More than four in five (84%) consumers are willing to share personal information with retailers in order to save money on their Christmas shopping, according to new research from Kaspersky.
Ahead of Black Friday later this week, the study found that the vast majority of shoppers are willing to risk sending data such as email addresses and telephone numbers to take advantage of bargains they receive or see online. Fraudsters are therefore likely to take advantage of this increased desire to save money, which is partly fuelled by the economic crisis and job losses caused by the COVID-19 pandemic.
Worryingly, just a quarter (25%) of consumers surveyed said they were aware scams are more frequent during Christmas and other sales shopping periods and will not risk sharing data for a discount.
In addition, just 17% would only shop with large brands to avoid security risks while only a third (33%) were unwilling to use a website that looks illegitimate. Under a third (29%) said they were aware that unknown brands offering major discounts could pose significant security risks.

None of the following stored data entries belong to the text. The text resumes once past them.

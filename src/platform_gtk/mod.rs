use std::cell::{Cell, RefCell};
use std::rc::Rc;

use gtk4 as gtk;
use gtk::glib;
use gtk::prelude::*;
use tracing::warn;

use crate::api::ScatterChart;
use crate::interaction::HoverChange;
use crate::render::{CairoContextRenderer, Renderer};

/// Embeds a [`ScatterChart`] into a GTK4 `DrawingArea`.
///
/// Clicks switch axis titles, pointer motion drives the tooltip and the
/// widget's frame clock drives axis transitions.
pub struct GtkScatterAdapter<R: Renderer + CairoContextRenderer + 'static> {
    chart: Rc<RefCell<ScatterChart<R>>>,
    area: gtk::DrawingArea,
}

impl<R: Renderer + CairoContextRenderer + 'static> GtkScatterAdapter<R> {
    #[must_use]
    pub fn new(chart: ScatterChart<R>) -> Self {
        let viewport = chart.viewport();
        let chart = Rc::new(RefCell::new(chart));
        let area = gtk::DrawingArea::new();
        area.set_content_width(i32::try_from(viewport.width).unwrap_or(i32::MAX));
        area.set_content_height(i32::try_from(viewport.height).unwrap_or(i32::MAX));

        let draw_chart = Rc::clone(&chart);
        area.set_draw_func(move |_, context, _, _| {
            if let Err(err) = draw_chart.borrow_mut().render_on_cairo_context(context) {
                warn!(error = %err, "gtk draw pass failed");
            }
        });

        let click = gtk::GestureClick::new();
        let click_chart = Rc::clone(&chart);
        let click_area = area.clone();
        click.connect_pressed(move |_, _, x, y| {
            match click_chart.borrow_mut().pointer_click(x, y) {
                Ok(Some(_)) => click_area.queue_draw(),
                Ok(None) => {}
                Err(err) => warn!(error = %err, "axis title click rejected"),
            }
        });
        area.add_controller(click);

        let motion = gtk::EventControllerMotion::new();
        let motion_chart = Rc::clone(&chart);
        let motion_area = area.clone();
        motion.connect_motion(move |_, x, y| {
            if motion_chart.borrow_mut().pointer_move(x, y) != HoverChange::Unchanged {
                motion_area.queue_draw();
            }
        });
        let leave_chart = Rc::clone(&chart);
        let leave_area = area.clone();
        motion.connect_leave(move |_| {
            if leave_chart.borrow_mut().pointer_leave() != HoverChange::Unchanged {
                leave_area.queue_draw();
            }
        });
        area.add_controller(motion);

        let tick_chart = Rc::clone(&chart);
        let origin_us = Cell::new(None::<i64>);
        area.add_tick_callback(move |widget, clock| {
            let frame_us = clock.frame_time();
            let origin = origin_us.get().unwrap_or(frame_us);
            origin_us.set(Some(origin));
            let mut chart = tick_chart.borrow_mut();
            let was_animating = chart.is_animating();
            let now_ms = (frame_us - origin) as f64 / 1_000.0;
            if let Err(err) = chart.set_time(now_ms) {
                warn!(error = %err, "frame clock update rejected");
            }
            if was_animating {
                widget.queue_draw();
            }
            glib::ControlFlow::Continue
        });

        Self { chart, area }
    }

    #[must_use]
    pub fn widget(&self) -> &gtk::DrawingArea {
        &self.area
    }

    /// Shared handle to the chart for host-side queries and subscriptions.
    #[must_use]
    pub fn chart(&self) -> Rc<RefCell<ScatterChart<R>>> {
        Rc::clone(&self.chart)
    }
}
use smallvec::SmallVec;

use crate::core::{Axis, AxisSelection, Field, PlotArea};
use crate::interaction::axis_labels_for;

use super::{AxisTitleMode, RenderStyle};

/// Axis-aligned box in canvas pixels.
#[derive(Debug, Clone, Copy, PartialEq)]
pub struct HitBox {
    pub left: f64,
    pub top: f64,
    pub right: f64,
    pub bottom: f64,
}

impl HitBox {
    #[must_use]
    pub fn contains(self, x: f64, y: f64) -> bool {
        x >= self.left && x <= self.right && y >= self.top && y <= self.bottom
    }
}

/// Placement of one clickable axis title.
#[derive(Debug, Clone, Copy, PartialEq)]
pub struct TitleLayout {
    pub field: Field,
    pub text: &'static str,
    pub active: bool,
    /// Baseline anchor of the (centred) text in canvas pixels.
    pub x: f64,
    pub y: f64,
    pub rotation_deg: f64,
    pub hit_box: HitBox,
}

const X_TITLE_OFFSETS_PX: [f64; 3] = [40.0, 60.0, 80.0];
const Y_TITLE_OFFSETS_PX: [f64; 3] = [50.0, 30.0, 10.0];
const X_SINGLE_TITLE_OFFSET_PX: f64 = 30.0;
const Y_SINGLE_TITLE_OFFSET_PX: f64 = 40.0;

pub(super) fn estimate_text_width(text: &str, font_size_px: f64, style: RenderStyle) -> f64 {
    text.chars().count() as f64 * font_size_px * style.char_width_ratio
}

/// Box around centred text whose baseline sits at `(x, y)`.
pub(super) fn centred_text_box(
    text: &str,
    x: f64,
    y: f64,
    font_size_px: f64,
    style: RenderStyle,
) -> HitBox {
    let half_width = estimate_text_width(text, font_size_px, style) / 2.0;
    HitBox {
        left: x - half_width,
        top: y - font_size_px,
        right: x + half_width,
        bottom: y + font_size_px * 0.25,
    }
}

/// Titles of both axes in draw order: x titles under the plot, y titles
/// rotated left of it.
pub(super) fn axis_title_layouts(
    plot: PlotArea,
    selection: AxisSelection,
    mode: AxisTitleMode,
    style: RenderStyle,
) -> SmallVec<[TitleLayout; 6]> {
    let font = style.title_font_size_px;
    let mut layouts = SmallVec::new();

    let x_center = plot.left + plot.width / 2.0;
    let plot_bottom = plot.top + plot.height;
    let x_labels = axis_labels_for(selection, Axis::X);
    for (label, offset) in x_labels.iter().zip(X_TITLE_OFFSETS_PX) {
        let offset = match mode {
            AxisTitleMode::AllFields => offset,
            AxisTitleMode::ActiveOnly if label.active => plot.top + X_SINGLE_TITLE_OFFSET_PX,
            AxisTitleMode::ActiveOnly => continue,
        };
        let y = plot_bottom + offset;
        layouts.push(TitleLayout {
            field: label.field,
            text: label.title,
            active: label.active,
            x: x_center,
            y,
            rotation_deg: 0.0,
            hit_box: centred_text_box(label.title, x_center, y, font, style),
        });
    }

    // Rotated -90 degrees: text runs bottom to top, glyphs extend left of the baseline.
    let y_center = plot.top + plot.height / 2.0;
    let y_labels = axis_labels_for(selection, Axis::Y);
    for (label, offset) in y_labels.iter().zip(Y_TITLE_OFFSETS_PX) {
        let offset = match mode {
            AxisTitleMode::AllFields => offset,
            AxisTitleMode::ActiveOnly if label.active => Y_SINGLE_TITLE_OFFSET_PX,
            AxisTitleMode::ActiveOnly => continue,
        };
        // Offsets count from the canvas edge; one extra em for the glyph height.
        let x = offset + font;
        let half_width = estimate_text_width(label.title, font, style) / 2.0;
        layouts.push(TitleLayout {
            field: label.field,
            text: label.title,
            active: label.active,
            x,
            y: y_center,
            rotation_deg: -90.0,
            hit_box: HitBox {
                left: x - font,
                top: y_center - half_width,
                right: x + font * 0.25,
                bottom: y_center + half_width,
            },
        });
    }

    layouts
}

David Emm, the principal security researcher at Kaspersky, commented: “Online shopping is a tempting and easy way to part with our hard-earned cash. Emails with bargains and offers land in our inbox and with just a few clicks the goods can be winging their way to our homes without us having to ever leave the sofa. This can be a risky business at the best of times. As brands launch seasonal sales over the next few weeks ahead of what is predicted to be one of the busiest Black Friday and sale shopping periods ever for online retailers, scammers are more primed than usual to take advantage of unwitting consumers.
“Given the year we have had, any bargains or major discounts will be very tempting as many people try to make the most of the festive period. However, we encourage shoppers to be mindful and think about the data they are handing over in a bid for a bargain. Think about whether it’s absolutely necessary to share your personal information for each purchase and if it’s not, is it just a trick to lure you into disclosing your data. By ensuring deals are genuine before making any purchases, consumers can reduce the risk of potential pitfalls and enjoy their Christmas.”
Yesterday, the National Cyber Security Centre (NCSC) issued refreshed guidance for online shopping ahead of this week’s Black Friday in light of the increased number of online shopping transactions in the run-up to Christmas this year.